Value creation through values in Business Models

Team and corporate values

Business Model Innovation opens up the opportunity to not only transform the value proposition, value architecture or revenue model of an organisation, it is a chance to rethink your human value systems and build businesses that customers love, employees’ value and investors are excited about. Often, particularly in turbulent times, cultural innovation is an imperative for management.

Many books have been written about why organisations should have value systems defined and how you implement values in your core business. Still not all organisation have made this effort and those who did not always manage to live up to those set standards. Surprisingly, Alex’s business model canvas does not have values as a key building block of a business model either.

Effective organizations identify and develop a clear, concise and shared meaning of values or beliefs, priorities, and direction so that every employee understands and can contribute. Those values, once defined, impact every aspect of your organization and of the whole business model. The values must be an integral part of a description of any business model.

In my leadership career I have experienced what difference it can make if you have a leader that takes on the challenge to transform an organisation through values. When I started my work at Microsoft Australia the organisation was at first view a fairly successful subsidiary, achieving its revenue targets and outperforming other subsidiaries in some areas of the business. At a closer look the organisation had issues in areas like customer and partner satisfaction as well as employee retention. The most worrying factor was that departments were fighting each other over resources and a culture of back stabbing was quite common.

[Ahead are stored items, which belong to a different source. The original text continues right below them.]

//! 块缓冲池与流水线传输单元
//!
//! 池在扫描开始前一次性分配全部缓冲，之后缓冲只在 池 → 读取阶段 → 检测阶段 → 池 之间流转：
//! - 任一时刻每个缓冲只属于其中一方，所有权随通道传递，无需加锁；
//! - 池为空时 `acquire` 阻塞，从而对读取阶段形成背压；
//! - `release` 不清空内容，下次读取会覆盖有效区间。
use std::sync::atomic::{AtomicUsize, Ordering};
use std::sync::Arc;

use crossbeam_channel::{bounded, Receiver, RecvTimeoutError, Sender};

use crate::cancel::{CancelToken, CANCEL_POLL};
use crate::target::ScanTarget;

/// 流水线中传输的块
pub(crate) struct Block {
    /// `data()[0]` 在源中的绝对偏移
    pub(crate) offset: u64,
    /// 池化缓冲（长度恒为 block_size）
    pub(crate) buf: Vec<u8>,
    /// 有效字节数
    pub(crate) len: usize,
    pub(crate) source: Arc<dyn ScanTarget>,
}

impl Block {
    pub(crate) fn data(&self) -> &[u8] {
        &self.buf[..self.len]
    }
}

struct PoolInner {
    free_tx: Sender<Vec<u8>>,
    free_rx: Receiver<Vec<u8>>,
    block_size: usize,
    in_flight: AtomicUsize,
    peak_in_flight: AtomicUsize,
}

/// 固定数量、固定容量的可复用缓冲池（克隆共享同一个池）
#[derive(Clone)]
pub(crate) struct BlockPool {
    inner: Arc<PoolInner>,
}

impl BlockPool {
    /// 预分配 `capacity` 个 `block_size` 字节的缓冲
    pub(crate) fn new(capacity: usize, block_size: usize) -> Self {
        let (free_tx, free_rx) = bounded(capacity);
        for _ in 0..capacity {
            // 容量恰好等于缓冲数，不会阻塞
            let _ = free_tx.send(vec![0u8; block_size]);
        }
        Self {
            inner: Arc::new(PoolInner {
                free_tx,
                free_rx,
                block_size,
                in_flight: AtomicUsize::new(0),
                peak_in_flight: AtomicUsize::new(0),
            }),
        }
    }

    /// 取出一个空闲缓冲；池空时阻塞，直到有缓冲归还或令牌被取消（返回 None）
    pub(crate) fn acquire(&self, cancel: &CancelToken) -> Option<Vec<u8>> {
        loop {
            if cancel.is_cancelled() {
                return None;
            }
            match self.inner.free_rx.recv_timeout(CANCEL_POLL) {
                Ok(buf) => {
                    self.track_acquire();
                    return Some(buf);
                }
                Err(RecvTimeoutError::Timeout) => continue,
                Err(RecvTimeoutError::Disconnected) => return None,
            }
        }
    }

    /// 非阻塞获取；池空时返回 None（不会额外分配）
    #[cfg(test)]
    pub(crate) fn try_acquire(&self) -> Option<Vec<u8>> {
        let buf = self.inner.free_rx.try_recv().ok()?;
        self.track_acquire();
        Some(buf)
    }

    /// 归还缓冲
    pub(crate) fn release(&self, buf: Vec<u8>) {
        debug_assert_eq!(buf.len(), self.inner.block_size, "foreign buffer returned to pool");
        self.inner.in_flight.fetch_sub(1, Ordering::SeqCst);
        // 池内缓冲总数不超过容量，try_send 不会因队列满而失败
        let _ = self.inner.free_tx.try_send(buf);
    }

    #[cfg(test)]
    pub(crate) fn in_flight(&self) -> usize {
        self.inner.in_flight.load(Ordering::SeqCst)
    }

    /// 扫描期间同时在途的最大缓冲数
    pub(crate) fn peak_in_flight(&self) -> usize {
        self.inner.peak_in_flight.load(Ordering::SeqCst)
    }

    fn track_acquire(&self) {
        let now = self.inner.in_flight.fetch_add(1, Ordering::SeqCst) + 1;
        self.inner.peak_in_flight.fetch_max(now, Ordering::SeqCst);
    }
}

#[cfg(test)]
mod tests {
    use super::*;
    use std::thread;
    use std::time::Duration;

    #[test]
    fn pool_is_prefilled_and_bounded() {
        let pool = BlockPool::new(3, 16);
        let bufs: Vec<_> = (0..3).map(|_| pool.try_acquire().unwrap()).collect();
        assert!(bufs.iter().all(|b| b.len() == 16));
        assert_eq!(pool.in_flight(), 3);
        // 池已空：不会分配新缓冲
        assert!(pool.try_acquire().is_none());

        for b in bufs {
            pool.release(b);
        }
        assert_eq!(pool.in_flight(), 0);
        assert_eq!(pool.peak_in_flight(), 3);
    }

    #[test]
    fn release_keeps_buffer_contents() {
        let pool = BlockPool::new(1, 4);
        let mut buf = pool.try_acquire().unwrap();
        buf.copy_from_slice(b"abcd");
        pool.release(buf);
        assert_eq!(pool.try_acquire().unwrap(), b"abcd");
    }

    #[test]
    fn acquire_blocks_until_release() {
        let pool = BlockPool::new(1, 8);
        let cancel = CancelToken::new();
        let held = pool.acquire(&cancel).unwrap();

        let releaser = {
            let pool = pool.clone();
            thread::spawn(move || {
                thread::sleep(Duration::from_millis(100));
                pool.release(held);
            })
        };
        let buf = pool.acquire(&cancel).expect("buffer released by other thread");
        releaser.join().unwrap();
        assert_eq!(buf.len(), 8);
        assert_eq!(pool.peak_in_flight(), 1);
    }

    #[test]
    fn acquire_gives_up_when_cancelled() {
        let pool = BlockPool::new(1, 8);
        let cancel = CancelToken::new();
        let _held = pool.acquire(&cancel).unwrap();

        let canceller = {
            let cancel = cancel.clone();
            thread::spawn(move || {
                thread::sleep(Duration::from_millis(100));
                cancel.cancel();
            })
        };
        assert!(pool.acquire(&cancel).is_none());
        canceller.join().unwrap();
    }
}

Cultural Innovation as a starting point for Business Model Transformation

Microsoft had already values defined that every employee should live up to and display. In reality many of those values were not more than letters on a web site. The company appointed a new Managing Director and with his appointment a cultural transformation journey began. He hired a Consulting firm that was specialized in building “Conscious Businesses” and our organisation transformed within 2 years in an amazingly positive way. Our leadership team, which I was part of, experienced a dramatic change in how we interacted with each other and how we connected our businesses in a much more meaningful and holistic way. Our customer satisfaction increased substantially and our employee health index (a measure of subjective employee satisfaction) became world leading within the company.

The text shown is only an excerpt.